Ben-Shitrit, 26, was working in the garden in Moshav Hayogev in the Lower Galilee when he noticed something unusual in the planting bed.
“I rubbed it slightly and I saw it was carved with a human image inside a frame,” he later recalled.
A resident of nearby Kibbutz Hazorea, he posted a photo of the find on Facebook, hoping to get some information.
A kibbutz neighbor, Dror Ben-Yosef, director of the Israel Nature and Parks Authority’s Lower Galilee Education Center, saw it and put Ben-Shitrit in touch with the Israel Antiquities Authority.
Yana Tchekhanovetz, an IAA archaeologist who specializes in the Byzantine period, dated the ring to some time between the Crusader and Mameluke periods — from the 12th to the 15 centuries — and said it was “amazingly well preserved and will contribute a great deal to science.”
The image of a bald smiling man holding a staff appeared to be St. Nicholas with his hallmark bishop’s crook, she said.

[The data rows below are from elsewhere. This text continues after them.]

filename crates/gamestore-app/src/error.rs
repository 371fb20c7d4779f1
use axum::{
    response::{IntoResponse, Response},
    Json,
};
use http::StatusCode;
use serde::Serialize;
use tracing::error;

pub type ApiResult<T> = std::result::Result<T, ApiError>;

#[derive(Debug, thiserror::Error)]
pub enum ApiError {
    #[error("{0}")]
    NotFound(String),
    #[error("{0}")]
    BadRequest(String),
    #[error("Internal server error")]
    Internal(#[source] Box<dyn std::error::Error + Send + Sync + 'static>),
}

#[derive(Debug, Serialize)]
#[cfg_attr(feature = "openapi", derive(utoipa::ToSchema))]
pub struct ErrorMessage {
    pub message: String,
}

impl From<gamestore_dal::Error> for ApiError {
    fn from(value: gamestore_dal::Error) -> Self {
        use gamestore_dal::Error;
        match value {
            e @ Error::RecordNotFound { .. } => ApiError::NotFound(e.to_string()),
            e @ Error::InvalidReference { .. } => ApiError::BadRequest(e.to_string()),
            e @ Error::PriceOutOfRange(_) => ApiError::BadRequest(e.to_string()),
            e => ApiError::Internal(Box::new(e)),
        }
    }
}

impl From<url::ParseError> for ApiError {
    fn from(value: url::ParseError) -> Self {
        ApiError::Internal(Box::new(value))
    }
}

impl IntoResponse for ApiError {
    fn into_response(self) -> Response {
        let status = match &self {
            ApiError::NotFound(_) => StatusCode::NOT_FOUND,
            ApiError::BadRequest(_) => StatusCode::BAD_REQUEST,
            ApiError::Internal(e) => {
                error!("Request failed: {e}");
                StatusCode::INTERNAL_SERVER_ERROR
            }
        };
        let body = ErrorMessage {
            message: self.to_string(),
        };
        (status, Json(body)).into_response()
    }
}
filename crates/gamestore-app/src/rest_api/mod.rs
pub mod game;
use crate::{
    convert::{date_from_storage, date_to_storage, price_from_storage, price_to_storage},
    dto::{CreateGame, UpdateGame},
    error::{Error, Result},
    genre::{self, Genre},
    ChosenRow,
};
use futures::TryStreamExt as _;
use rust_decimal::Decimal;
use sqlx::{Acquire as _, FromRow, Pool, Row as _};
use time::Date;
use tracing::debug;

pub const ENTITY: &str = "Game";

#[derive(Debug, Clone, PartialEq)]
pub struct Game {
    pub id: i64,
    pub name: String,
    pub genre_id: i64,
    pub price: Decimal,
    pub release_date: Date,
}

impl FromRow<'_, ChosenRow> for Game {
    fn from_row(row: &ChosenRow) -> Result<Self, sqlx::Error> {
        Ok(Game {
            id: row.try_get("id")?,
            name: row.try_get("name")?,
            genre_id: row.try_get("genre_id")?,
            price: price_from_storage(row.try_get("price")?),
            release_date: date_from_storage(row.try_get("release_date")?),
        })
    }
}

/// Game joined with its genre. `genre` is `None` only if the join found no row.
#[derive(Debug, Clone, PartialEq)]
pub struct GameWithGenre {
    pub game: Game,
    pub genre: Option<Genre>,
}

impl FromRow<'_, ChosenRow> for GameWithGenre {
    fn from_row(row: &ChosenRow) -> Result<Self, sqlx::Error> {
        let game = Game::from_row(row)?;
        let genre = row
            .try_get::<Option<String>, _>("genre_name")?
            .map(|name| Genre {
                id: game.genre_id,
                name,
            });
        Ok(GameWithGenre { game, genre })
    }
}

const LIST_SQL: &str = r#"
SELECT g.id, g.name, g.genre_id, g.price, g.release_date, ge.name AS genre_name
FROM games g
LEFT JOIN genres ge ON g.genre_id = ge.id
ORDER BY g.id
"#;

const GET_SQL: &str = r#"
SELECT g.id, g.name, g.genre_id, g.price, g.release_date, ge.name AS genre_name
FROM games g
LEFT JOIN genres ge ON g.genre_id = ge.id
WHERE g.id = ?
"#;

pub type GameRepository = GameRepositoryImpl<Pool<crate::ChosenDB>>;

pub struct GameRepositoryImpl<E> {
    executor: E,
}

impl<'c, E> GameRepositoryImpl<E>
where
    for<'a> &'a E: sqlx::Executor<'c, Database = crate::ChosenDB>
        + sqlx::Acquire<'c, Database = crate::ChosenDB>,
{
    pub fn new(executor: E) -> Self {
        Self { executor }
    }

    pub async fn list(&self) -> Result<Vec<GameWithGenre>> {
        let records = sqlx::query_as::<_, GameWithGenre>(LIST_SQL)
            .fetch(&self.executor)
            .try_collect::<Vec<_>>()
            .await?;
        Ok(records)
    }

    pub async fn get(&self, id: i64) -> Result<GameWithGenre> {
        get(id, &self.executor).await
    }

    pub async fn create(&self, payload: CreateGame) -> Result<GameWithGenre> {
        let price = price_to_storage(payload.price)?;
        let mut conn = self.executor.acquire().await?;
        let mut transaction = conn.begin().await?;

        genre::ensure_exists(payload.genre_id, &mut *transaction).await?;
        let result = sqlx::query(
            "INSERT INTO games (name, genre_id, price, release_date) VALUES (?, ?, ?, ?)",
        )
        .bind(&payload.name)
        .bind(payload.genre_id)
        .bind(price)
        .bind(date_to_storage(payload.release_date))
        .execute(&mut *transaction)
        .await?;

        let id = result.last_insert_rowid();
        let record = get(id, &mut *transaction).await?;
        transaction.commit().await?;
        debug!("Created game {id}");
        Ok(record)
    }

    /// Replaces all mutable fields. A missing game is reported before a missing genre.
    pub async fn update(&self, id: i64, payload: UpdateGame) -> Result<()> {
        let price = price_to_storage(payload.price)?;
        let mut conn = self.executor.acquire().await?;
        let mut transaction = conn.begin().await?;

        if !exists(id, &mut *transaction).await? {
            return Err(Error::RecordNotFound { entity: ENTITY, id });
        }
        genre::ensure_exists(payload.genre_id, &mut *transaction).await?;

        sqlx::query(
            "UPDATE games SET name = ?, genre_id = ?, price = ?, release_date = ? WHERE id = ?",
        )
        .bind(&payload.name)
        .bind(payload.genre_id)
        .bind(price)
        .bind(date_to_storage(payload.release_date))
        .bind(id)
        .execute(&mut *transaction)
        .await?;

        transaction.commit().await?;
        debug!("Updated game {id}");
        Ok(())
    }

    pub async fn delete(&self, id: i64) -> Result<()> {
        let res = sqlx::query("DELETE FROM games WHERE id = ?")
            .bind(id)
            .execute(&self.executor)
            .await?;

        if res.rows_affected() == 0 {
            Err(Error::RecordNotFound { entity: ENTITY, id })
        } else {
            debug!("Deleted game {id}");
            Ok(())
        }
    }
}

async fn get<'c, E>(id: i64, executor: E) -> Result<GameWithGenre>
where
    E: sqlx::Executor<'c, Database = crate::ChosenDB>,
{
    sqlx::query_as::<_, GameWithGenre>(GET_SQL)
        .bind(id)
        .fetch_optional(executor)
        .await?
        .ok_or(Error::RecordNotFound { entity: ENTITY, id })
}

async fn exists<'c, E>(id: i64, executor: E) -> Result<bool>
where
    E: sqlx::Executor<'c, Database = crate::ChosenDB>,
{
    let count: i64 = sqlx::query_scalar("SELECT count(*) FROM games WHERE id = ?")
        .bind(id)
        .fetch_one(executor)
        .await?;
    Ok(count > 0)
}
pub mod error;
pub mod rest_api;
pub mod state;
pub mod validate;

#[macro_export]
macro_rules! repository_from_request {
    ($repo:ty) => {
        impl axum::extract::FromRequestParts<$crate::state::AppState> for $repo {
            type Rejection = http::StatusCode;

            fn from_request_parts(
                _parts: &mut http::request::Parts,
                state: &$crate::state::AppState,
            ) -> impl std::future::Future<Output = std::result::Result<Self, Self::Rejection>>
                   + core::marker::Send {
                futures::future::ready(std::result::Result::Ok(<$repo>::new(state.pool().clone())))
            }
        }
    };
}
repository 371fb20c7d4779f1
use crate::config::ServerConfig;
use crate::error::Result;
use axum::http::StatusCode;
use axum::{response::IntoResponse, routing::get, Router};
use futures::FutureExt;
use gamestore_app::state::{AppConfig, AppState};
use tracing::{debug, info};

pub async fn run(args: ServerConfig) -> Result<()> {
    let state = build_state(&args).await?;
    run_with_state(args, state).await
}

pub async fn run_with_state(args: ServerConfig, state: AppState) -> Result<()> {
    let shutdown = tokio::signal::ctrl_c().map(|_| ());
    run_graceful_with_state(args, state, shutdown).await
}

pub async fn run_graceful_with_state<S>(
    args: ServerConfig,
    state: AppState,
    shutdown_signal: S,
) -> Result<()>
where
    S: std::future::Future<Output = ()> + Send + 'static,
{
    let mut app = main_router(state);

    if args.cors {
        app = app.layer(tower_http::cors::CorsLayer::very_permissive());
    }

    let ip: std::net::IpAddr = args.listen_address.parse()?;
    let addr = std::net::SocketAddr::from((ip, args.port));
    let listener = tokio::net::TcpListener::bind(&addr).await?;
    info!("Listening on {}", listener.local_addr()?);

    axum::serve(listener, app)
        .with_graceful_shutdown(shutdown_signal)
        .await?;

    debug!("Server stopped");
    Ok(())
}

#[cfg(feature = "openapi")]
fn api_docs() -> utoipa::openapi::OpenApi {
    #[derive(utoipa::OpenApi)]
    #[openapi(info(title = "Gamestore API"))]
    struct OpenApi;

    use utoipa::OpenApi as _;
    OpenApi::openapi().nest("/games", gamestore_app::rest_api::game::api_docs())
}

pub fn main_router(state: AppState) -> Router<()> {
    #[allow(unused_mut)]
    let mut router = Router::new()
        .nest("/games", gamestore_app::rest_api::game::router())
        .with_state(state)
        .route("/health", get(health))
        .layer(tower_http::trace::TraceLayer::new_for_http());

    #[cfg(feature = "openapi")]
    {
        let docs = api_docs();
        router = router.merge(
            utoipa_swagger_ui::SwaggerUi::new("/swagger-ui").url("/api-docs/openapi.json", docs),
        );
    }
    router
}

async fn health() -> impl IntoResponse {
    (StatusCode::OK, "OK")
}

/// Connects to the database and brings its schema up to date before anything is served.
pub async fn build_state(config: &ServerConfig) -> Result<AppState> {
    if config.uses_default_database() {
        let data_dir = config.data_dir();
        if !data_dir.is_dir() {
            tokio::fs::create_dir_all(&data_dir).await?;
            info!("Created data directory {}", data_dir.display());
        }
    }

    let pool = gamestore_dal::new_pool(&config.database_url()).await?;
    gamestore_dal::migrate(&pool).await?;

    let app_config = AppConfig {
        base_url: config.base_url.clone(),
    };
    Ok(AppState::new(app_config, pool))
}
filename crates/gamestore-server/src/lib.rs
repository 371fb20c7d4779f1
pub mod config;
pub mod error;
pub mod run;

pub use error::{Error, Result};
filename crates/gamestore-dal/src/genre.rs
use crate::error::{Error, Result};
use sqlx::Pool;

pub const ENTITY: &str = "Genre";

#[derive(Debug, Clone, PartialEq, Eq, sqlx::FromRow)]
pub struct Genre {
    pub id: i64,
    pub name: String,
}

pub type GenreRepository = GenreRepositoryImpl<Pool<crate::ChosenDB>>;

/// Genres are read only, they are maintained by migrations.
pub struct GenreRepositoryImpl<E> {
    executor: E,
}

impl<'c, E> GenreRepositoryImpl<E>
where
    for<'a> &'a E: sqlx::Executor<'c, Database = crate::ChosenDB>,
{
    pub fn new(executor: E) -> Self {
        Self { executor }
    }

    pub async fn get(&self, id: i64) -> Result<Genre> {
        find(id, &self.executor)
            .await?
            .ok_or(Error::RecordNotFound { entity: ENTITY, id })
    }
}

pub(crate) async fn find<'c, E>(id: i64, executor: E) -> Result<Option<Genre>>
where
    E: sqlx::Executor<'c, Database = crate::ChosenDB>,
{
    let record = sqlx::query_as::<_, Genre>("SELECT id, name FROM genres WHERE id = ?")
        .bind(id)
        .fetch_optional(executor)
        .await?;
    Ok(record)
}

/// Fails with `InvalidReference` when no genre with `id` exists.
pub(crate) async fn ensure_exists<'c, E>(id: i64, executor: E) -> Result<Genre>
where
    E: sqlx::Executor<'c, Database = crate::ChosenDB>,
{
    find(id, executor)
        .await?
        .ok_or(Error::InvalidReference { entity: ENTITY, id })
}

In Eastern Christianity, St. Nicholas was considered the patron saint of travel, including of pilgrims and sailors, she went on, “so Christian pilgrims to the Land of Israel from all over the Byzantine Empire (Turkey, the Balkans, Greece and present-day Russia) would carry his icon to protect them from harm. It is probable that the ring belonged to a pilgrim who sought the protection of St. Nicholas on his travels.”
Yotam Tepper, a fellow IAA archaeologist who specializes in Roman roads, said, “We know that the main Roman road from Legio [near Tel Megiddo] to Mount Tabor passed next to Moshav Yogev, and the road must also have been used throughout the centuries by Christian pilgrims on their way to the sites on Mount Tabor, Nazareth and around the Sea of Galilee.”
St. Nicholas was also believed to be a miracle worker and to give gifts in secret — characteristics that led the Western Christian world to turn him into the Christmas Eve gift-giver, Santa Claus.
For his troubles, Ben-Shitrit will receive the gift of an IAA good citizenship certificate.